According to Muñoz, James Madison’s public and private statements on religious freedom and the role of religion in public life advocated governmental noncognizance of religion. Arguing that religious views were inalienable, and therefore excluded from the Lockean social compact, Madison’s position maintained that the government “must be blind to religion” (p.26). Neither preferring religion nor punishing it, Madison’s noncognizance put religious faith outside the realm of state activity.

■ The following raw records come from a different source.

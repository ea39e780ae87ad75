// src/aggregate/price.rs
use chrono::Utc;
use futures::future::join_all;
use std::fmt;
use std::sync::Arc;

use super::{aggregate, Algorithm};
use crate::sources::DataSource;
use crate::types::SourceReading;

/// Fans out to every source, then combines whatever came back.
pub struct PriceAggregator {
    pub asset: String,
    pub currency: String,
    pub algorithm: Algorithm,
    pub sources: Vec<Arc<dyn DataSource>>,
}

impl PriceAggregator {
    pub fn new<A: Into<String>, C: Into<String>>(
        asset: A,
        currency: C,
        algorithm: Algorithm,
        sources: Vec<Arc<dyn DataSource>>,
    ) -> Self {
        Self { asset: asset.into(), currency: currency.into(), algorithm, sources }
    }

    pub async fn update_sources(&self) -> Vec<SourceReading> {
        join_all(self.sources.iter().map(|s| s.fetch_new_datapoint())).await
    }
}

impl fmt::Display for PriceAggregator {
    fn fmt(&self, f: &mut fmt::Formatter<'_>) -> fmt::Result {
        write!(
            f,
            "PriceAggregator {}/{} {}",
            self.asset.to_uppercase(),
            self.currency.to_uppercase(),
            self.algorithm
        )
    }
}

#[async_trait::async_trait]
impl DataSource for PriceAggregator {
    async fn fetch_new_datapoint(&self) -> SourceReading {
        let readings = self.update_sources().await;
        let used = readings.iter().filter(|r| r.usable().is_some()).count();

        match aggregate(&readings, self.algorithm) {
            Ok(Some((price, ts))) => {
                tracing::info!(
                    "{self}: {price} at {ts} from {used}/{} sources",
                    readings.len()
                );
                SourceReading::new(price, ts)
            }
            Ok(None) => {
                tracing::warn!("No prices retrieved for {self}");
                SourceReading::failed(Utc::now())
            }
            Err(e) => {
                tracing::warn!("{self}: {e}");
                SourceReading::failed(Utc::now())
            }
        }
    }
}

In contrast, Muñoz maintains that George Washington’s public and private statements envisioned a far different relationship between personal faith and state action. Unlike Madison’s governmental noncognizance of religion, Washington believed in harnessing the moral authority of religion to inculcate civic virtue. Far from being blind to religion, Washington believed that the state could support religions that benefitted the public good and, conversely, limit faiths deemed to be subversive of national civic ends. Importantly, in granting the state a role in the religious life of the nation, Washington avoided denominational sectarianism by appealing to civic ecumenism – any religion that improved the morality of citizens and, thereby, improved the public good, could receive state sanction and support. [*130]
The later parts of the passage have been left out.